**Exercise requirements**
The response must reproduce exactly every line of the material below holding the word "advance".

**Data for analysis**
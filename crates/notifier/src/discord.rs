//! Discord webhook delivery. The alert target is the webhook URL itself.

use async_trait::async_trait;
use serde_json::json;

use newswire_common::text::truncate_chars;
use newswire_common::types::Channel;

use crate::sender::{ChannelSender, SendError, check_response};

/// Discord rejects webhook content longer than this.
const MAX_CONTENT_CHARS: usize = 2000;

pub struct DiscordWebhookSender {
    client: reqwest::Client,
}

impl DiscordWebhookSender {
    pub fn new(client: reqwest::Client) -> Self {
        Self { client }
    }
}

fn content_payload(body: &str) -> serde_json::Value {
    json!({ "content": truncate_chars(body, MAX_CONTENT_CHARS) })
}

#[async_trait]
impl ChannelSender for DiscordWebhookSender {
    fn channel(&self) -> Channel {
        Channel::Discord
    }

    async fn send(&self, webhook_url: &str, _subject: Option<&str>, body: &str) -> Result<(), SendError> {
        let response = self
            .client
            .post(webhook_url)
            .json(&content_payload(body))
            .send()
            .await
            .map_err(|e| SendError::from_reqwest("discord", e.without_url()))?;

        check_response("discord", response).await
    }
}
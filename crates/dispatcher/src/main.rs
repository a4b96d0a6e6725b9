//! NewsWire alert dispatcher binary entrypoint.

use std::net::SocketAddr;
use std::sync::Arc;

use clap::{Args, Parser, Subcommand};
use uuid::Uuid;

use newswire_common::config::AppConfig;
use newswire_common::db;
use newswire_common::types::Priority;
use newswire_engine::preferences::{PreferenceResolver, PreferencesUpdate};
use newswire_notifier::cooldown::{CooldownStore, PgCooldownStore, RedisCooldownStore};
use newswire_notifier::escalation::{Escalator, GiveUp};
use newswire_notifier::sender::SenderRegistry;

use newswire_dispatcher::coordinator::{RunCoordinator, RunOutcome};
use newswire_dispatcher::health;

#[derive(Debug, Parser)]
#[command(name = "newswire-dispatcher", version, about = "Saved-search alert dispatcher")]
struct Cli {
    #[command(subcommand)]
    command: Option<Command>,
}

#[derive(Debug, Subcommand)]
enum Command {
    /// Poll and dispatch until interrupted (default)
    Run,
    /// Run a single sweep and exit
    Once,
    /// Insert or update an owner's delivery preferences
    SetPrefs(SetPrefsArgs),
    /// Render and send a sample give-up escalation
    NotifyTest(NotifyTestArgs),
}

#[derive(Debug, Args)]
struct SetPrefsArgs {
    #[arg(long)]
    user_id: Uuid,

    #[arg(long)]
    dedupe_window_sec: Option<i32>,

    #[arg(long, value_delimiter = ',')]
    immediate_priorities: Option<Vec<Priority>>,

    #[arg(long, value_delimiter = ',')]
    digest_priorities: Option<Vec<Priority>>,

    #[arg(long, value_delimiter = ',', conflicts_with = "clear_priority_categories")]
    priority_categories: Option<Vec<String>>,

    #[arg(long)]
    clear_priority_categories: bool,

    #[arg(long, value_delimiter = ',')]
    channels_enabled: Option<Vec<String>>,

    /// Print the update without writing it
    #[arg(long)]
    dry_run: bool,
}

#[derive(Debug, Args)]
struct NotifyTestArgs {
    #[arg(long, default_value = "email")]
    channel: String,

    #[arg(long, default_value = "resend_status_500: test escalation")]
    error: String,

    #[arg(long, default_value_t = 5)]
    attempts: i32,

    /// Print the message without sending it
    #[arg(long)]
    dry_run: bool,
}

#[tokio::main]
async fn main() -> anyhow::Result<()> {
    // Initialize tracing
    tracing_subscriber::fmt()
        .with_env_filter(
            tracing_subscriber::EnvFilter::try_from_default_env().unwrap_or_else(|_| {
                "newswire_dispatcher=info,newswire_engine=info,newswire_notifier=info".into()
            }),
        )
        .json()
        .init();

    let cli = Cli::parse();

    // Load configuration
    let config = AppConfig::from_env()?;

    match cli.command.unwrap_or(Command::Run) {
        Command::Run => run(config).await,
        Command::Once => once(config).await,
        Command::SetPrefs(args) => set_prefs(config, args).await,
        Command::NotifyTest(args) => notify_test(config, args).await,
    }
}

async fn connect(config: &AppConfig) -> anyhow::Result<sqlx::PgPool> {
    let pool = db::create_pool(&config.database_url, config.db_max_connections).await?;
    db::migrate(&pool).await?;
    Ok(pool)
}

async fn build_escalator(config: &AppConfig, pool: &sqlx::PgPool) -> anyhow::Result<Arc<Escalator>> {
    let cooldowns: Arc<dyn CooldownStore> = match &config.redis_url {
        Some(url) => Arc::new(RedisCooldownStore::connect(url).await?),
        None => Arc::new(PgCooldownStore::new(pool.clone())),
    };
    let escalator = Escalator::from_config(&config.operator, &config.providers, cooldowns)?;
    Ok(Arc::new(escalator))
}

async fn build_coordinator(config: AppConfig) -> anyhow::Result<RunCoordinator> {
    let pool = connect(&config).await?;
    let senders = SenderRegistry::from_config(&config.providers)?;
    let escalator = build_escalator(&config, &pool).await?;
    Ok(RunCoordinator::new(pool, config, senders, escalator))
}

async fn run(config: AppConfig) -> anyhow::Result<()> {
    tracing::info!(version = env!("CARGO_PKG_VERSION"), "NewsWire dispatcher starting...");

    let health_addr = config.health_addr.clone();
    let coordinator = build_coordinator(config).await?;

    if let Some(addr) = health_addr {
        let addr: SocketAddr = addr.parse()?;
        let last_run = coordinator.last_run();
        tokio::spawn(async move {
            if let Err(e) = health::serve(addr, last_run).await {
                tracing::error!(error = %e, "Health endpoint exited with error");
            }
        });
    }

    // Run with graceful shutdown on Ctrl+C
    tokio::select! {
        result = coordinator.run() => {
            if let Err(e) = result {
                tracing::error!(error = %e, "Dispatch loop exited with error");
                return Err(e);
            }
        }
        _ = tokio::signal::ctrl_c() => {
            tracing::info!("Received shutdown signal, stopping gracefully...");
        }
    }

    tracing::info!("NewsWire dispatcher stopped.");
    Ok(())
}

async fn once(config: AppConfig) -> anyhow::Result<()> {
    let coordinator = build_coordinator(config).await?;
    match coordinator.run_once().await? {
        RunOutcome::Completed(summary) => {
            tracing::info!(sent = summary.sent, failed = summary.failed, "Single run finished");
        }
        RunOutcome::Skipped => tracing::info!("Single run skipped, lock held elsewhere"),
    }
    Ok(())
}

async fn set_prefs(config: AppConfig, args: SetPrefsArgs) -> anyhow::Result<()> {
    let update = PreferencesUpdate {
        dedupe_window_sec: args.dedupe_window_sec,
        immediate_priorities: args.immediate_priorities,
        digest_priorities: args.digest_priorities,
        priority_categories: args.priority_categories,
        clear_priority_categories: args.clear_priority_categories,
        channels_enabled: args.channels_enabled,
    };

    if args.dry_run {
        println!("user_id={}\n{:#?}", args.user_id, update);
        return Ok(());
    }

    let pool = connect(&config).await?;
    let mut resolver = PreferenceResolver::new(
        config.dispatch.default_dedupe_window_sec,
        config.dispatch.default_priority_categories.clone(),
    );
    let prefs = resolver.upsert(&pool, args.user_id, &update).await?;
    println!("{}", serde_json::to_string_pretty(&prefs)?);
    Ok(())
}

async fn notify_test(config: AppConfig, args: NotifyTestArgs) -> anyhow::Result<()> {
    let giveup = GiveUp {
        alert_id: Uuid::nil(),
        user_id: Uuid::nil(),
        channel: args.channel,
        target: "operator-test".to_string(),
        attempts: args.attempts,
        error: args.error,
    };

    if args.dry_run {
        println!("key={}\n{}", giveup.cooldown_key(), giveup.message());
        return Ok(());
    }

    let pool = connect(&config).await?;
    let escalator = build_escalator(&config, &pool).await?;
    let outcome = escalator.notify_giveup(&giveup).await;
    println!("{:?}", outcome);
    Ok(())
}
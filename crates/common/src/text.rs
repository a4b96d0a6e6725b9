/// Cut `value` to at most `max_chars` characters without splitting a code point.
pub fn truncate_chars(value: &str, max_chars: usize) -> &str {
    match value.char_indices().nth(max_chars) {
        Some((idx, _)) => &value[..idx],
        None => value,
    }
}
//! Claim phase for one alert: match, derive keys, claim, advance the cursor.

use std::time::Instant;

use sqlx::PgPool;

use newswire_common::error::DispatchError;
use newswire_common::types::UserPreferences;
use newswire_engine::alerts::ActiveAlert;
use newswire_engine::claimer::{ClaimCandidate, DeliveryClaimer};
use newswire_engine::cursor::{CursorTracker, merge_watermark};
use newswire_engine::dedupe::dedupe_key;
use newswire_engine::matcher::ArticleMatcher;
use newswire_engine::priority;

use crate::summary::{RunSummary, elapsed_ms};

/// Claim deliveries for every new match of `active`. The cursor only moves
/// once the claims are committed.
pub async fn claim_new_matches(
    pool: &PgPool,
    matcher: &ArticleMatcher,
    active: &ActiveAlert,
    prefs: &UserPreferences,
    match_limit: i64,
    summary: &mut RunSummary,
) -> Result<(), DispatchError> {
    let alert = &active.alert;

    let started = Instant::now();
    let cursor = CursorTracker::load(pool, alert.id).await?;
    let matches = matcher
        .find_matches(pool, &active.search, cursor.map(|c| c.last_ts), match_limit)
        .await?;
    summary.timings.match_ms += elapsed_ms(started);

    if matches.is_empty() {
        return Ok(());
    }

    let started = Instant::now();
    let priority = priority::classify(&active.search, &prefs.priority_categories);
    let candidates: Vec<ClaimCandidate> = matches
        .iter()
        .map(|article| {
            let key = dedupe_key(article);
            ClaimCandidate {
                article_id: article.id,
                dedupe_key: key.key,
                normalized_url: key.normalized_url,
            }
        })
        .collect();

    let outcome = DeliveryClaimer::claim(pool, alert, prefs, priority, &candidates).await?;

    if let Some(observed) = merge_watermark(None, matches.iter().map(|a| a.published_at)) {
        CursorTracker::advance(pool, alert.id, observed).await?;
    }
    summary.timings.claim_ms += elapsed_ms(started);

    summary.queued += u64::from(outcome.claimed);
    summary.skipped += u64::from(outcome.skipped());
    summary.priorities.add(priority, u64::from(outcome.claimed));

    tracing::debug!(
        alert_id = %alert.id,
        matches = matches.len(),
        claimed = outcome.claimed,
        recent_duplicates = outcome.recent_duplicates,
        already_claimed = outcome.already_claimed,
        priority = %priority,
        "Alert matches claimed"
    );

    Ok(())
}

**Response to this task**
//! Claim phase for one alert: match, derive keys, claim, advance the cursor.
        CursorTracker::advance(pool, alert.id, observed).await?;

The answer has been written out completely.